**Assignment**
Each line of the data that includes the string "VendorBundle" is to be copied out.

**Entries supplied**
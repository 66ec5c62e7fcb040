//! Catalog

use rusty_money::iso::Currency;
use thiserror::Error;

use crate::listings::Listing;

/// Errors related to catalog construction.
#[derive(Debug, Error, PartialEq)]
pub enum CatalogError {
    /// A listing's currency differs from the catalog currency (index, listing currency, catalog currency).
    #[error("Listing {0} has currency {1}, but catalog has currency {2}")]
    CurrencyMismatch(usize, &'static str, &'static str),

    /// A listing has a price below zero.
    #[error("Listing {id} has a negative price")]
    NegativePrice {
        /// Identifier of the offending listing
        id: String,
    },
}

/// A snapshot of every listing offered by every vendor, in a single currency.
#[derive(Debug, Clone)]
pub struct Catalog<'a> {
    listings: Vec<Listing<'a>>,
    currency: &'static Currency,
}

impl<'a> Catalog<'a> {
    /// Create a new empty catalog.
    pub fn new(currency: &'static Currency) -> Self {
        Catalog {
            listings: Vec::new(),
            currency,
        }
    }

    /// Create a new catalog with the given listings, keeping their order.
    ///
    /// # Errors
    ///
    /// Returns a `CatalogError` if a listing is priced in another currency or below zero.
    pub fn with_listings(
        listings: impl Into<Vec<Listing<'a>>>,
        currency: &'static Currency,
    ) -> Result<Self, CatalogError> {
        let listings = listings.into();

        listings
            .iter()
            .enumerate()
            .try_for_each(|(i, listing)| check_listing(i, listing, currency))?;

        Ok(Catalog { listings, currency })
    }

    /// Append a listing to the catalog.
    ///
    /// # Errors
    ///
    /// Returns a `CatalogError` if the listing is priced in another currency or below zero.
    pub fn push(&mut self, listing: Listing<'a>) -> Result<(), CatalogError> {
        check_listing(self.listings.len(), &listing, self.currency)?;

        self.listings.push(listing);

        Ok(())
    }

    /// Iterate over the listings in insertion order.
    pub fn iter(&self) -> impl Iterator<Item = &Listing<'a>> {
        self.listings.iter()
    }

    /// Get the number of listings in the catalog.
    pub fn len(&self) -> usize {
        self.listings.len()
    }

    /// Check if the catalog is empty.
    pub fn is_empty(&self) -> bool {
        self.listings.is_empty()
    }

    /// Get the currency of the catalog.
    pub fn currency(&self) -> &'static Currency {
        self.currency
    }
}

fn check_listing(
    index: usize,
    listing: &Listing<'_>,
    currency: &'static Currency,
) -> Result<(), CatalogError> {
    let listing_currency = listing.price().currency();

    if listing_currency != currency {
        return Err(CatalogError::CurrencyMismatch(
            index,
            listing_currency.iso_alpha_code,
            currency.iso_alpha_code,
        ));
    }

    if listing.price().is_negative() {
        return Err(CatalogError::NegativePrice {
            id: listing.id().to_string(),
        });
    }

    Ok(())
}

...

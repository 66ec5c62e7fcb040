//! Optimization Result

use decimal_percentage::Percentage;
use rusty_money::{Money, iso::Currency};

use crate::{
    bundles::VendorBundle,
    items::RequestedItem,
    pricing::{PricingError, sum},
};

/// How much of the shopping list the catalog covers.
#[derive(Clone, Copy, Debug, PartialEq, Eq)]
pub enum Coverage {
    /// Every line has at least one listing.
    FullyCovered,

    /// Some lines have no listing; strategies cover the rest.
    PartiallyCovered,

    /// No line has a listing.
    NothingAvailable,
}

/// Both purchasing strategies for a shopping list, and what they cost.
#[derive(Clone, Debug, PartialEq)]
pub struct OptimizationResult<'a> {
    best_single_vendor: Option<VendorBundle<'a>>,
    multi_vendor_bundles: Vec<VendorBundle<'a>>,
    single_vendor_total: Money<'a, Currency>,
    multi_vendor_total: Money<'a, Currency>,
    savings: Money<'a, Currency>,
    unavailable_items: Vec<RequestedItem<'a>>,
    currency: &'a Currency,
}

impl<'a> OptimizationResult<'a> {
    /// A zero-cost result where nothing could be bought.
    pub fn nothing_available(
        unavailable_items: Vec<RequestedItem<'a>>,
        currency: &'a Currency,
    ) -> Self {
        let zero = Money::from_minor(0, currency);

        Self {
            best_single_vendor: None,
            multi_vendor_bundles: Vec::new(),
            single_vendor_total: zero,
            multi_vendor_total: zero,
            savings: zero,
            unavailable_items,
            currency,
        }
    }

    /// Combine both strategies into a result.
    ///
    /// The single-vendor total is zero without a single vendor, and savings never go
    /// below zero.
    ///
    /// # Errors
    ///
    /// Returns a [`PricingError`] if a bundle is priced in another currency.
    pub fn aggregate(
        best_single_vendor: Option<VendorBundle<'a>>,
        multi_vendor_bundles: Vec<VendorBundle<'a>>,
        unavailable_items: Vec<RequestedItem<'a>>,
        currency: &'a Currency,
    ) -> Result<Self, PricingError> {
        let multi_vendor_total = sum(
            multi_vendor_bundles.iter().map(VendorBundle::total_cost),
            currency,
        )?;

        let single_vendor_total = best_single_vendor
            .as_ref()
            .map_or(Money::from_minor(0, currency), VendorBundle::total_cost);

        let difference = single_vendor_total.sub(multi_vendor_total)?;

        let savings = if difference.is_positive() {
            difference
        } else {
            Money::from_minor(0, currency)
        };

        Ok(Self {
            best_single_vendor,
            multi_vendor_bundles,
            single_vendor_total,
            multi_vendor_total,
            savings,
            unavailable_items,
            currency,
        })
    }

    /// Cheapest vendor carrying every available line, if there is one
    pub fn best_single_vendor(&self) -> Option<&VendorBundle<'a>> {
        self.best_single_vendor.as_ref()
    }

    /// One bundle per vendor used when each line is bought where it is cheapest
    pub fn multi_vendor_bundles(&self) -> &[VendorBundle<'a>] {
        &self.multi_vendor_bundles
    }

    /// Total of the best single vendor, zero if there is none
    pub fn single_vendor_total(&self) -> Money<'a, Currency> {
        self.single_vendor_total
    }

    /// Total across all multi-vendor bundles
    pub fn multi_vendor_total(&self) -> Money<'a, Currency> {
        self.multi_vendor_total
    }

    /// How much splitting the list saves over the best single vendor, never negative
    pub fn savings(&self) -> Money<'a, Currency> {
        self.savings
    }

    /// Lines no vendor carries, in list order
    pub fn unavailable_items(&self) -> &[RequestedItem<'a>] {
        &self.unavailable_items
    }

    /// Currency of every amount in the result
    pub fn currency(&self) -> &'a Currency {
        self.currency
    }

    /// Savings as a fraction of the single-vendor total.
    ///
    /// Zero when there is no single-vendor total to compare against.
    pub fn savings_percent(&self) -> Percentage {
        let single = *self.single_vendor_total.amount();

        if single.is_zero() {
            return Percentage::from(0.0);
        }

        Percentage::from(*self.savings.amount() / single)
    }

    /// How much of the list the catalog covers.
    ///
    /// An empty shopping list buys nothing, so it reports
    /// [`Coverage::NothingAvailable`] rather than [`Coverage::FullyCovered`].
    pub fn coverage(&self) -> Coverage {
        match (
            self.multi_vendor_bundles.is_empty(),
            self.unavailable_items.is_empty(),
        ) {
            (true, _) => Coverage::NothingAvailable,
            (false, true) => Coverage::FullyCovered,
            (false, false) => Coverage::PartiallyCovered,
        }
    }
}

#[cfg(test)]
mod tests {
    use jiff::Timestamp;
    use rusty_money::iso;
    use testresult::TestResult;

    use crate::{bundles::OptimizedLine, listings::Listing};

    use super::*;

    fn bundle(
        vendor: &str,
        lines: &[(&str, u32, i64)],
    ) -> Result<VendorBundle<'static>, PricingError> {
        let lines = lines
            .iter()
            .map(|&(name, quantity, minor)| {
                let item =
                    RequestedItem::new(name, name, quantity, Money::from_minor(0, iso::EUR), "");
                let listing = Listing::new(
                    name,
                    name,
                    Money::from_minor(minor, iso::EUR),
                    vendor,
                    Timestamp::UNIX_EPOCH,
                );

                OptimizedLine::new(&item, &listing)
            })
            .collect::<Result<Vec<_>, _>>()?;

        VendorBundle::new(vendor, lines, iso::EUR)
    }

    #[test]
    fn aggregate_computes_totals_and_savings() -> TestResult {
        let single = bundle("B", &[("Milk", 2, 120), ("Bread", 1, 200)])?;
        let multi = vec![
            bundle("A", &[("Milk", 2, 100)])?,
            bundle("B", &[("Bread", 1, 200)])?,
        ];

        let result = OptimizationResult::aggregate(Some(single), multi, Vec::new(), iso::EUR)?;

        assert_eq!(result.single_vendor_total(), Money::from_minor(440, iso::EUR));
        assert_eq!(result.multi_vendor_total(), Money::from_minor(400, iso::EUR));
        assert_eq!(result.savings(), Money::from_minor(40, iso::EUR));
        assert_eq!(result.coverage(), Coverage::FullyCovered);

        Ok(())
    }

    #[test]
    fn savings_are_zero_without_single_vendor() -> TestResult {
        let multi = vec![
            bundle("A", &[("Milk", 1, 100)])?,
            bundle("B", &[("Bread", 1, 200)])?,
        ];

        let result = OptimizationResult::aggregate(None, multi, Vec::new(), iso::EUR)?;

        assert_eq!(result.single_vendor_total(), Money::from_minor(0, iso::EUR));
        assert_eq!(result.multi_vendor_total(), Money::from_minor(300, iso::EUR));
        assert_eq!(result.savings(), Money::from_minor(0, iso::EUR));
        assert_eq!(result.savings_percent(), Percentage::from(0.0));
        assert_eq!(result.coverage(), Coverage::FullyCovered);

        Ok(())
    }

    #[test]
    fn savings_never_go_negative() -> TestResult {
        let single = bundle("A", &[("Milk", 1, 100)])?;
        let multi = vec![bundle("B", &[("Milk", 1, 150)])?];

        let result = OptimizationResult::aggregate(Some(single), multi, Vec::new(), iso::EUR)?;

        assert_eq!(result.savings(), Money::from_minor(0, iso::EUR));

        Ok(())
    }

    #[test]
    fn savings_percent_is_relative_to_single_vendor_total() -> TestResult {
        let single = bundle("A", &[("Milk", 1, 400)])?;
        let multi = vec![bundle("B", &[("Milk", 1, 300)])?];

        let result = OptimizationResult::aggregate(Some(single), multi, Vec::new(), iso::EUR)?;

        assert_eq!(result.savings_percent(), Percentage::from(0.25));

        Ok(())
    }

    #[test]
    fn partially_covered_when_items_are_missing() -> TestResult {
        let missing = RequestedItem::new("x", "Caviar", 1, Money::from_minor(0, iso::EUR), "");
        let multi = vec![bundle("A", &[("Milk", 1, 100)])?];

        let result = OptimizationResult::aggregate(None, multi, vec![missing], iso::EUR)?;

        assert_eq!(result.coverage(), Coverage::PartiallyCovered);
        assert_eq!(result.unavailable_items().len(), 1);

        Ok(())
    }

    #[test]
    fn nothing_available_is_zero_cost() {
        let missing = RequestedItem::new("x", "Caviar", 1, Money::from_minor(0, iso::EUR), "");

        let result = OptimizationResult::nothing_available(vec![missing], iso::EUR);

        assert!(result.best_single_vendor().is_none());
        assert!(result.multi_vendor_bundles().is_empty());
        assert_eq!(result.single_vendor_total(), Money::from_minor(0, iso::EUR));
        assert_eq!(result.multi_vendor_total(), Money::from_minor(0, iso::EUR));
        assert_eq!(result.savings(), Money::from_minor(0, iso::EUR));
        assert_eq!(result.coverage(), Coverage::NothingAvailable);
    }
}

**Response**
    bundles::VendorBundle,
    best_single_vendor: Option<VendorBundle<'a>>,
    multi_vendor_bundles: Vec<VendorBundle<'a>>,
        best_single_vendor: Option<VendorBundle<'a>>,
        multi_vendor_bundles: Vec<VendorBundle<'a>>,
            multi_vendor_bundles.iter().map(VendorBundle::total_cost),
            .map_or(Money::from_minor(0, currency), VendorBundle::total_cost);
    pub fn best_single_vendor(&self) -> Option<&VendorBundle<'a>> {
    pub fn multi_vendor_bundles(&self) -> &[VendorBundle<'a>] {
    ) -> Result<VendorBundle<'static>, PricingError> {
        VendorBundle::new(vendor, lines, iso::EUR)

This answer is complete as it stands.